During the next six months, Taffaro expects the parish to complete the
lot-next-door program that will push properties sold to the state's Road
Home program into the hands of adjacent homeowners. The presence of more
than 4,000 concrete slabs, which had to be removed in a separate process
after home demolitions, has put St. Bernard's lot-transfer program behind
the one in New Orleans.

More than 1,500 homeowners have expressed interest in the lots, with 833
already putting down deposits.

Some of the remaining lots will be used to improve drainage by creating more
open space around canals or building community lakes that would provide
public space and floodwater retention benefits. Many neighborhoods have
ideas to package lots into park space or community gardens, even community
orchards for some of the larger open spaces.

"We're at a tipping point now," said Howard Luna, the president of
Rediscover District C, a neighborhood organization in Chalmette. "I would
like to see us move past the recovery and into the creation mode.''

The parish eventually plans to bundle lots for investors to rebuild homes,
possibly combining two lots into one to space out development over time. Of
course all of these plans are still in their infancy, and observers caution
that the longer the parish waits to come up with a comprehensive plan to
deal with its vacancy, the more signals it sends to the market that it is
not a viable option.

"Everybody wants to fixate on the technical solution for how you deal with
8,000 vacant parcels. That's not the story. The story is what a vacant
parcel represents, and what it represents is unpredictability, and that's
what the market hates," said Charles Buki, a community development
consultant who has studied market trends in St. Bernard and other local
parishes on behalf of the Greater New Orleans Foundation. "The market is
looking for the parish to cowboy up, show some cojones and say, 'This is how
the game will be played in St. Bernard.' And they haven't done that."

Seizing the opportunity

Although the newfound open space is a marked improvement over the derelict
houses of a few years ago, it's now the smaller things - the toppled
chain-link fences ringing abandoned properties, the derelict signs lining
Judge Perez Drive - that nag at homeowners wanting to move beyond recovery.

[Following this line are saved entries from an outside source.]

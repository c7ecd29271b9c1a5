//! Adapters layer: Concrete implementations of ports.
//!
//! These modules contain the integration with the exported artifacts:
//! - `forest`: random-forest classifier loaded from `forest.json`
//! - `scaler`: standard scaler loaded from `scaler.json`
//! - `manifest`: SHA-256 manifest binding the model directory
//! - `sanitize`: patient-data filtering for logs

pub mod forest;
pub mod manifest;
pub mod sanitize;
pub mod scaler;

use std::path::{Path, PathBuf};

use crate::domain::TRAINED_FEATURE_NAMES;

pub use forest::{RandomForest, FOREST_FILE};
pub use manifest::{ArtifactManifest, MANIFEST_FILE};
pub use scaler::{StandardScaler, SCALER_FILE};

/// Errors raised while loading or checking model artifacts.
#[derive(Debug, thiserror::Error)]
pub enum ArtifactError {
    #[error("Artifact not found: {0:?}")]
    Missing(PathBuf),

    #[error("Failed to read {path:?}: {source}")]
    Io {
        path: PathBuf,
        #[source]
        source: std::io::Error,
    },

    #[error("Invalid JSON in {path:?}: {source}")]
    Parse {
        path: PathBuf,
        #[source]
        source: serde_json::Error,
    },

    #[error("Unsupported {what} version: {version}")]
    UnsupportedVersion { what: &'static str, version: u32 },

    #[error("Invalid artifact shape: {0}")]
    Shape(String),

    #[error("Manifest error: {0}")]
    Manifest(String),

    #[error("Manifest required but not found at {0:?}")]
    ManifestRequired(PathBuf),

    #[error("File hash mismatch for {file}")]
    DigestMismatch { file: String },
}

/// Read one artifact file into memory.
///
/// # Errors
/// Returns `Missing` if the file does not exist, `Io` if it cannot be read.
pub fn read_artifact(path: &Path) -> Result<Vec<u8>, ArtifactError> {
    if !path.exists() {
        return Err(ArtifactError::Missing(path.to_path_buf()));
    }
    std::fs::read(path).map_err(|source| ArtifactError::Io {
        path: path.to_path_buf(),
        source,
    })
}

/// Deserialize JSON artifact bytes; `path` is only used in errors.
pub(crate) fn parse_json<T: serde::de::DeserializeOwned>(
    path: &Path,
    bytes: &[u8],
) -> Result<T, ArtifactError> {
    serde_json::from_slice(bytes).map_err(|source| ArtifactError::Parse {
        path: path.to_path_buf(),
        source,
    })
}


/// Check that an artifact was fit on the trained feature order.
pub(crate) fn check_feature_names(what: &str, names: &[String]) -> Result<(), ArtifactError> {
    if names.len() != TRAINED_FEATURE_NAMES.len() {
        return Err(ArtifactError::Shape(format!(
            "{what}: expected {} features, got {}",
            TRAINED_FEATURE_NAMES.len(),
            names.len()
        )));
    }
    if let Some((i, (got, want))) = names
        .iter()
        .zip(TRAINED_FEATURE_NAMES.iter())
        .enumerate()
        .find(|(_, (got, want))| got.as_str() != **want)
    {
        return Err(ArtifactError::Shape(format!(
            "{what}: feature {i} is {got:?}, expected {want:?}"
        )));
    }
    Ok(())
}

/// Verify and load both artifacts from `model_dir`.
///
/// # Errors
/// Returns error if the manifest check fails or either artifact is missing,
/// malformed, or fit on a different feature layout.
pub fn load_artifacts(
    model_dir: &Path,
    require_manifest: bool,
) -> Result<(RandomForest, StandardScaler), ArtifactError> {
    if !model_dir.is_dir() {
        return Err(ArtifactError::Missing(model_dir.to_path_buf()));
    }

    let forest_path = model_dir.join(FOREST_FILE);
    let scaler_path = model_dir.join(SCALER_FILE);
    let forest_bytes = read_artifact(&forest_path)?;
    let scaler_bytes = read_artifact(&scaler_path)?;

    manifest::verify_model_dir(
        model_dir,
        &[
            (FOREST_FILE, forest_bytes.as_slice()),
            (SCALER_FILE, scaler_bytes.as_slice()),
        ],
        require_manifest,
    )?;

    let forest = RandomForest::from_json(&forest_path, &forest_bytes)?;
    let scaler = StandardScaler::from_json(&scaler_path, &scaler_bytes)?;

    tracing::info!(
        "Loaded artifacts from {:?} (trees={}, features={})",
        model_dir,
        forest.tree_count(),
        TRAINED_FEATURE_NAMES.len()
    );
    Ok((forest, scaler))
}

#[cfg(test)]
mod tests {
    use super::*;

    #[test]
    fn test_shipped_artifacts_load() {
        let (forest, scaler) = load_artifacts(Path::new("models"), false).expect("load models/");
        // Demo export, not the production model.
        assert_eq!(forest.tree_count(), 3);
        assert_eq!(scaler.mean().len(), TRAINED_FEATURE_NAMES.len());
    }

    #[test]
    fn test_shipped_artifacts_match_manifest() {
        assert!(load_artifacts(Path::new("models"), true).is_ok());
    }

    #[test]
    fn test_required_manifest_missing_is_fatal() {
        let temp = tempfile::tempdir().expect("tempdir");
        for file in [FOREST_FILE, SCALER_FILE] {
            std::fs::copy(Path::new("models").join(file), temp.path().join(file)).expect("copy");
        }
        assert!(load_artifacts(temp.path(), false).is_ok());
        assert!(matches!(
            load_artifacts(temp.path(), true),
            Err(ArtifactError::ManifestRequired(_))
        ));
    }

    #[test]
    fn test_missing_model_dir_is_fatal() {
        let err = load_artifacts(Path::new("does-not-exist"), false).expect_err("missing");
        assert!(matches!(err, ArtifactError::Missing(_)));
    }

    #[test]
    fn test_feature_name_order_is_checked() {
        let mut names: Vec<String> = TRAINED_FEATURE_NAMES.iter().map(|s| s.to_string()).collect();
        assert!(check_feature_names("test", &names).is_ok());
        names.swap(0, 1);
        let err = check_feature_names("test", &names).expect_err("swapped");
        assert!(err.to_string().contains("feature 0"));
        names.pop();
        assert!(check_feature_names("test", &names).is_err());
    }
}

"We're not pulling up houses, we're not cleaning up streets, we're not
cleaning up debris anymore. Now we're looking at overgrown properties. That
shouldn't become the norm," said Polly Campbell, president of the Lexington
Civic Corporation, who is now working as the director of neighborhood
initiatives for the St. Bernard Community Foundation, an arm of the Greater
New Orleans Foundation.

St. Bernard this summer received a $305,000 grant from the remaining
proceeds of the Louisiana Recovery Authority to develop a master plan for
the parish, including strategic land use and zoning regulations that would
make better use of water resources in the parish. It is expected to put the
package out to bid next month.

"I believe our major task right now, at the five-year point, is to make sure
that we are marketing the community so that when there is a surge, we're in
the consideration in the metropolitan area to live and raise a family,"
Taffaro said. "We are on the cusp now of not being a laughingstock of a
community. . Katrina put us on a stage. Now if we miss that opportunity,
shame on us."


Chris Kirkham can be reached at ckirkham at timespicayune.com or 504.826.3321.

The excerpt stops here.